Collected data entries
....

// Scene-mode transitions and the effective-mode derivation.

use tree_scene_core::mode::{BaseMode, EffectiveMode, SceneMode, effective_mode};

#[test]
fn selection_always_implies_chaos_regime() {
    for base in [BaseMode::Formation, BaseMode::Chaos] {
        assert_eq!(effective_mode(base, Some(3)), EffectiveMode::Chaos);
    }
    assert_eq!(effective_mode(BaseMode::Formation, None), EffectiveMode::Formation);
    assert_eq!(effective_mode(BaseMode::Chaos, None), EffectiveMode::Chaos);
}

#[test]
fn toggle_flips_base_mode() {
    let mut mode = SceneMode::default();
    assert_eq!(mode.base(), BaseMode::Formation);
    assert!(mode.toggle_chaos());
    assert_eq!(mode.base(), BaseMode::Chaos);
    assert!(mode.toggle_chaos());
    assert_eq!(mode.base(), BaseMode::Formation);
}

#[test]
fn toggle_is_rejected_while_focused() {
    let mut mode = SceneMode::default();
    assert!(mode.select(1, 5));
    let before = mode.clone();
    assert!(!mode.toggle_chaos(), "toggle must be rejected during detail view");
    assert_eq!(mode, before, "rejected toggle must change nothing");
}

#[test]
fn select_requires_empty_selection_and_valid_id() {
    let mut mode = SceneMode::default();
    assert!(!mode.select(0, 0), "empty collection cannot be focused");
    assert!(!mode.select(5, 5), "out-of-range id must be rejected");
    assert!(mode.select(2, 5));
    assert!(!mode.select(3, 5), "second selection must be rejected");
    assert_eq!(mode.selected(), Some(2));
}

#[test]
fn clearing_selection_restores_base_mode() {
    let mut mode = SceneMode::default();
    assert!(mode.select(1, 3));
    assert_eq!(mode.effective(), EffectiveMode::Chaos);
    assert!(mode.clear_selection());
    assert_eq!(mode.effective(), EffectiveMode::Formation);
    assert!(!mode.clear_selection(), "second clear is a no-op");
}

#[test]
fn clearing_selection_after_chaos_base_stays_chaos() {
    let mut mode = SceneMode::default();
    assert!(mode.toggle_chaos());
    assert!(mode.select(0, 3));
    assert!(mode.clear_selection());
    assert_eq!(mode.effective(), EffectiveMode::Chaos);
}

#[test]
fn set_base_is_rejected_while_focused() {
    let mut mode = SceneMode::default();
    assert!(mode.set_base(BaseMode::Chaos));
    assert!(mode.select(0, 2));
    assert!(!mode.set_base(BaseMode::Formation));
    assert_eq!(mode.base(), BaseMode::Chaos);
}
use bevy::math::{Quat, Vec3};

/// Read-only camera snapshot resolvers work against. Captured once per
/// frame after the camera controller has run, so every item in the
/// frame sees the same coherent value.
#[derive(Debug, Clone, Copy, PartialEq)]
pub struct CameraPose {
    pub position: Vec3,
    pub rotation: Quat,
    /// Vertical field of view in radians.
    pub fov_y: f32,
}

impl CameraPose {
    pub fn forward(&self) -> Vec3 {
        self.rotation * Vec3::NEG_Z
    }

    pub fn right(&self) -> Vec3 {
        self.rotation * Vec3::X
    }

    pub fn up(&self) -> Vec3 {
        self.rotation * Vec3::Y
    }

    /// Transform a camera-space point (x right, y up, -z forward) into
    /// world space using the camera's current transform.
    pub fn camera_to_world(&self, local: Vec3) -> Vec3 {
        self.position + self.rotation * local
    }
}

impl Default for CameraPose {
    fn default() -> Self {
        Self {
            position: Vec3::ZERO,
            rotation: Quat::IDENTITY,
            fov_y: std::f32::consts::FRAC_PI_4,
        }
    }
}
use bevy::asset::AssetMetaCheck;
use bevy::diagnostic::FrameTimeDiagnosticsPlugin;
use bevy::prelude::*;
use bevy::window::PresentMode;
use bevy_common_assets::json::JsonAssetPlugin;

mod engine;
mod rpc;

use engine::assets::photo_manifest::{ManifestLoader, PhotoManifest, load_photo_manifest};
use engine::camera::{CameraSnapshot, OrbitCamera, camera_controller, snapshot_camera};
use engine::interaction::picking::pointer_pick;
use engine::interaction::shortcuts::keyboard_shortcuts;
use engine::scene::animate::drive_item_poses;
use engine::scene::composer::spawn_decorations;
use engine::scene::photos::{check_photo_textures, rebuild_photo_items};
use engine::scene::snow::{SnowMaterial, spawn_snow, update_snow_uniform};
use engine::state::{ModeState, PhotoSet, SceneCommand, SceneSettings, apply_scene_commands};
use engine::ui::{fps_text_update_system, spawn_ui, status_text_update_system};
use rpc::web_rpc::WebRpcPlugin;

fn main() {
    let mut app = create_app();

    #[cfg(target_arch = "wasm32")]
    {
        wasm_bindgen_futures::spawn_local(async move {
            app.run();
        });
    }

    #[cfg(not(target_arch = "wasm32"))]
    {
        app.run();
    }
}

fn create_app() -> App {
    let mut app = App::new();

    app.add_plugins(create_default_plugins())
        .add_plugins(MaterialPlugin::<SnowMaterial>::default())
        .add_plugins(FrameTimeDiagnosticsPlugin::default())
        .add_plugins(JsonAssetPlugin::<PhotoManifest>::new(&["json"]))
        .add_plugins(WebRpcPlugin);

    app.init_resource::<ModeState>()
        .init_resource::<SceneSettings>()
        .init_resource::<PhotoSet>()
        .init_resource::<ManifestLoader>()
        .init_resource::<OrbitCamera>()
        .init_resource::<CameraSnapshot>()
        .add_event::<SceneCommand>()
        .add_systems(Startup, (setup, spawn_decorations, spawn_snow))
        .add_systems(
            Update,
            // One frame, in order: content intake, mode application,
            // camera, snapshot, interaction, pose resolution, snow
            // uniform, overlay. Commands emitted by interaction are
            // consumed by the apply step of the next frame.
            (
                load_photo_manifest,
                apply_scene_commands,
                rebuild_photo_items,
                camera_controller,
                snapshot_camera,
                pointer_pick,
                keyboard_shortcuts,
                drive_item_poses,
                update_snow_uniform,
                check_photo_textures,
                fps_text_update_system,
                status_text_update_system,
            )
                .chain(),
        );

    app
}

fn create_default_plugins() -> impl PluginGroup {
    let window_config = WindowPlugin {
        primary_window: Some(create_window_config()),
        ..default()
    };

    let asset_config = AssetPlugin {
        meta_check: AssetMetaCheck::Never,
        ..default()
    };

    DefaultPlugins.set(window_config).set(asset_config)
}

fn create_window_config() -> Window {
    #[cfg(target_arch = "wasm32")]
    {
        Window {
            canvas: Some("#bevy".into()),
            fit_canvas_to_parent: true,
            prevent_default_event_handling: false,
            present_mode: PresentMode::AutoVsync,
            ..default()
        }
    }

    #[cfg(not(target_arch = "wasm32"))]
    {
        Window {
            title: "tree-scene".into(),
            present_mode: PresentMode::AutoVsync,
            ..default()
        }
    }
}

fn setup(mut commands: Commands) {
    println!("=== HOLIDAY TREE SCENE ===");

    spawn_camera(&mut commands);
    spawn_lighting(&mut commands);
    spawn_ui(&mut commands);
}

fn spawn_camera(commands: &mut Commands) {
    commands.spawn((
        Camera3d::default(),
        Transform::from_xyz(0.0, 6.0, 16.0).looking_at(Vec3::new(0.0, 4.5, 0.0), Vec3::Y),
    ));
}

fn spawn_lighting(commands: &mut Commands) {
    commands.spawn((
        DirectionalLight {
            illuminance: 6_000.0,
            shadows_enabled: false,
            ..default()
        },
        Transform::from_rotation(Quat::from_euler(
            EulerRot::ZYX,
            0.0,
            1.0,
            -std::f32::consts::FRAC_PI_4,
        )),
    ));
    commands.insert_resource(AmbientLight {
        color: Color::srgb(0.7, 0.75, 0.95),
        brightness: 120.0,
        ..default()
    });
}
//! The per-frame resolve-and-interpolate pass.

use bevy::prelude::*;

use tree_scene_core::motion::{smoothing_rate, step_pose};
use tree_scene_core::pose::{Pose, resolve};

use crate::engine::camera::CameraSnapshot;
use crate::engine::scene::{DecorItem, Hovered, PhotoCard};
use crate::engine::state::{ModeState, SceneSettings};

/// Resolve every item's target pose against the frame's camera
/// snapshot and ease its live transform toward it. Items are
/// independent; iteration order does not matter.
pub fn drive_item_poses(
    time: Res<Time>,
    camera: Res<CameraSnapshot>,
    mode: Res<ModeState>,
    settings: Res<SceneSettings>,
    mut items: Query<(&DecorItem, Option<&PhotoCard>, Has<Hovered>, &mut Transform)>,
) {
    let effective = mode.0.effective();
    let detail = mode.0.detail_active();
    let rate = smoothing_rate(effective, detail);
    let elapsed = time.elapsed_secs();
    let delta = time.delta_secs();

    for (item, card, hovered, mut transform) in &mut items {
        let selected = match (card, mode.0.selected()) {
            (Some(card), Some(focused)) => card.index as u32 == focused,
            _ => false,
        };

        let target = resolve(
            effective,
            selected,
            detail,
            hovered,
            &item.layout,
            &item.style,
            &camera.0,
            elapsed,
            settings.rotation_speed,
        );

        let mut live = Pose {
            position: transform.translation,
            rotation: transform.rotation,
            scale: transform.scale.x,
        };
        step_pose(&mut live, &target, rate, delta);

        transform.translation = live.position;
        transform.rotation = live.rotation;
        transform.scale = Vec3::splat(live.scale);
    }
}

....

Work request: Take the stretch of lines above from the one containing "use bevy::asset::AssetMetaCheck;" through the one containing "use engine::interaction::shortcuts::keyboard_shortcuts;" and repeat it exactly, adding no other line.

Solution for this problem:
use bevy::asset::AssetMetaCheck;
use bevy::diagnostic::FrameTimeDiagnosticsPlugin;
use bevy::prelude::*;
use bevy::window::PresentMode;
use bevy_common_assets::json::JsonAssetPlugin;

mod engine;
mod rpc;

use engine::assets::photo_manifest::{ManifestLoader, PhotoManifest, load_photo_manifest};
use engine::camera::{CameraSnapshot, OrbitCamera, camera_controller, snapshot_camera};
use engine::interaction::picking::pointer_pick;
use engine::interaction::shortcuts::keyboard_shortcuts;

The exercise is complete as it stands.